By Jim Geraghty
Monday, September 29, 2025
Over the weekend, the Wall Street Journal offered
a deeply reported analysis of the young socialists who are fueling the
Democratic Party’s lurch to the left in the past years, tracing it back to
economic anxieties of the Great Recession. There’s an eye-opening description
of a meeting of communists in Philadelphia:
On a recent evening, 15 comrades
from the Northwest Philadelphia cell of the Revolutionary Communists of America
gathered for their weekly meeting in a classroom at Thomas Jefferson
University.
The mostly 20- and 30-somethings
had eschewed the Mao caps and Che Guevara T-shirts of previous generations.
Soon, though, terms like “ruling class,” “parasitic,” “bourgeoisie” and
“dialectic” were bandied about the room as they settled into an earnest discussion
of the assigned reading, an article entitled “Morality and the Class Struggle.”

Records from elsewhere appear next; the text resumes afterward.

//! Identity types for geocast.

use serde::{Deserialize, Serialize};
use std::fmt;

/// A message identifier generated on the device.
///
/// UUID v4 format. Used as the provisional id of a virtual message and as
/// the per-report id sent to the reporting endpoint, until the server maps
/// it to a confirmed message id.
#[derive(Clone, Copy, PartialEq, Eq, Hash, PartialOrd, Ord, Serialize, Deserialize)]
pub struct SdkMessageId(uuid::Uuid);

impl SdkMessageId {
    /// Create a new random SdkMessageId.
    pub fn new() -> Self {
        Self(uuid::Uuid::new_v4())
    }

    /// Parse from the string form. Returns `None` for non-UUID strings.
    pub fn parse(s: &str) -> Option<Self> {
        uuid::Uuid::parse_str(s).ok().map(Self)
    }

    /// Get the inner UUID.
    pub fn as_uuid(&self) -> &uuid::Uuid {
        &self.0
    }
}

impl Default for SdkMessageId {
    fn default() -> Self {
        Self::new()
    }
}

impl fmt::Display for SdkMessageId {
    fn fmt(&self, f: &mut fmt::Formatter<'_>) -> fmt::Result {
        write!(f, "{}", self.0)
    }
}

impl fmt::Debug for SdkMessageId {
    fn fmt(&self, f: &mut fmt::Formatter<'_>) -> fmt::Result {
        write!(f, "SdkMessageId({})", self.0)
    }
}

/// Check whether a message id was generated on the device.
///
/// Server-issued ids are never UUIDs, so any UUID-shaped id is provisional.
pub fn is_sdk_generated(message_id: &str) -> bool {
    SdkMessageId::parse(message_id).is_some()
}
//! Platform region registration bookkeeping.
//!
//! Several campaigns may share a geo area. The platform only allows a small
//! number of monitored regions, so each area is registered once and
//! reference counted by the campaigns (by message id) that use it. When more
//! areas exist than the limit, the nearest ones win.

use std::collections::{BTreeMap, BTreeSet};

use crate::{Coordinate, GeoCampaignMessage};

/// Default number of regions the platform lets an app monitor.
pub const DEFAULT_REGION_LIMIT: usize = 20;

/// A circle registered with the platform.
#[derive(Debug, Clone, PartialEq)]
pub struct MonitoredArea {
    /// Geo area id.
    pub id: String,
    /// Centre.
    pub center: Coordinate,
    /// Radius in meters.
    pub radius: f64,
}

/// Registration change for the platform monitor.
#[derive(Debug, Clone, PartialEq)]
pub enum MonitorAction {
    /// Start monitoring the area.
    Start(MonitoredArea),
    /// Stop monitoring the area with this id.
    Stop(String),
}

#[derive(Debug)]
struct AreaEntry {
    area: MonitoredArea,
    campaigns: BTreeSet<String>,
}

/// Deduplicating, limit-aware registration table.
#[derive(Debug)]
pub struct RegionMonitor {
    limit: usize,
    areas: BTreeMap<String, AreaEntry>,
    active: BTreeSet<String>,
}

impl RegionMonitor {
    /// Create an empty table.
    pub fn new(limit: usize) -> Self {
        Self {
            limit,
            areas: BTreeMap::new(),
            active: BTreeSet::new(),
        }
    }

    /// Reference every region of `campaign`.
    pub fn add_campaign(
        &mut self,
        campaign: &GeoCampaignMessage,
        location: Option<Coordinate>,
    ) -> Vec<MonitorAction> {
        for region in campaign.regions() {
            self.areas
                .entry(region.identifier().to_string())
                .or_insert_with(|| AreaEntry {
                    area: MonitoredArea {
                        id: region.identifier().to_string(),
                        center: region.center(),
                        radius: region.radius(),
                    },
                    campaigns: BTreeSet::new(),
                })
                .campaigns
                .insert(campaign.message_id().to_string());
        }
        self.refresh(location)
    }

    /// Drop every reference held by the campaign with `message_id`.
    ///
    /// Areas still referenced by another campaign stay registered.
    pub fn remove_campaign(
        &mut self,
        message_id: &str,
        location: Option<Coordinate>,
    ) -> Vec<MonitorAction> {
        self.areas.retain(|_, entry| {
            entry.campaigns.remove(message_id);
            !entry.campaigns.is_empty()
        });
        self.refresh(location)
    }

    /// Recompute the monitored set for `location` and return the changes.
    pub fn refresh(&mut self, location: Option<Coordinate>) -> Vec<MonitorAction> {
        let desired = self.desired(location);

        let mut actions: Vec<MonitorAction> = self
            .active
            .difference(&desired)
            .map(|id| MonitorAction::Stop(id.clone()))
            .collect();
        actions.extend(
            desired
                .difference(&self.active)
                .filter_map(|id| self.areas.get(id))
                .map(|entry| MonitorAction::Start(entry.area.clone())),
        );

        self.active = desired;
        actions
    }

    /// Stop everything.
    pub fn clear(&mut self) -> Vec<MonitorAction> {
        self.areas.clear();
        std::mem::take(&mut self.active)
            .into_iter()
            .map(MonitorAction::Stop)
            .collect()
    }

    #[cfg(test)]
    fn is_monitored(&self, area_id: &str) -> bool {
        self.active.contains(area_id)
    }

    /// Number of areas registered with the platform.
    pub fn monitored_count(&self) -> usize {
        self.active.len()
    }

    #[cfg(test)]
    fn known_count(&self) -> usize {
        self.areas.len()
    }

    fn desired(&self, location: Option<Coordinate>) -> BTreeSet<String> {
        if self.areas.len() <= self.limit {
            return self.areas.keys().cloned().collect();
        }
        let mut ranked: Vec<(&String, f64)> = self
            .areas
            .iter()
            .map(|(id, entry)| {
                let distance = location.map_or(0.0, |here| here.distance_to(&entry.area.center));
                (id, distance)
            })
            .collect();
        ranked.sort_by(|a, b| a.1.total_cmp(&b.1).then_with(|| a.0.cmp(b.0)));
        ranked
            .into_iter()
            .take(self.limit)
            .map(|(id, _)| id.clone())
            .collect()
    }
}

impl Default for RegionMonitor {
    fn default() -> Self {
        Self::new(DEFAULT_REGION_LIMIT)
    }
}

References to the 2008 crisis were also plentiful. Several members invoked it
when explaining what prompted them to ditch “the milquetoast” left, as one
called it.
Zach Bickel, 34, blamed the
crisis for taking his father’s job and causing his community in central
Pennsylvania to be “whittled away.”
“The system never really
recovered from 2008,” said Nico Melton, 25, who claimed to have become
disillusioned while studying at the Wharton School at University of
Pennsylvania, the capitalist bastion that is Trump’s alma mater. Melton was one
of just a few members when the cell was formed about a year ago.
At times, the meeting felt like a
support group—in this case, for people suffering from the modern economy. Communism,
they acknowledged, hadn’t worked anywhere in the world it had been attempted—at
least not yet.
Now, I just want you to take a moment to savor the
off-the-charts arrogance to look at the entire evil history of communism, with
its gulags, secret police, invasions, wholesale suppression of dissent and free
speech, political prisoners, forced labor camps, the Holodomor, the Great
Purge, the Cultural Revolution in China, the Cambodian genocide, and modern-day
North Korea . . . and then to conclude, “Yes, but we can make it work
better. It will be different when we do it!”
Every previous group of communists has been equally
convinced that this time, everything will turn out differently, concentrating
massive amounts of power in the state won’t lead to the corruption of those
running it, the stifling of dissent will be for the greater good, the state
punishment of those who disagree will be fair and not abusive, and a worker’s
paradise is just a five-year plan away. It would be funny if it didn’t
represent such willful blindness, and if people like this weren’t gaining more
strength in the modern Democratic Party.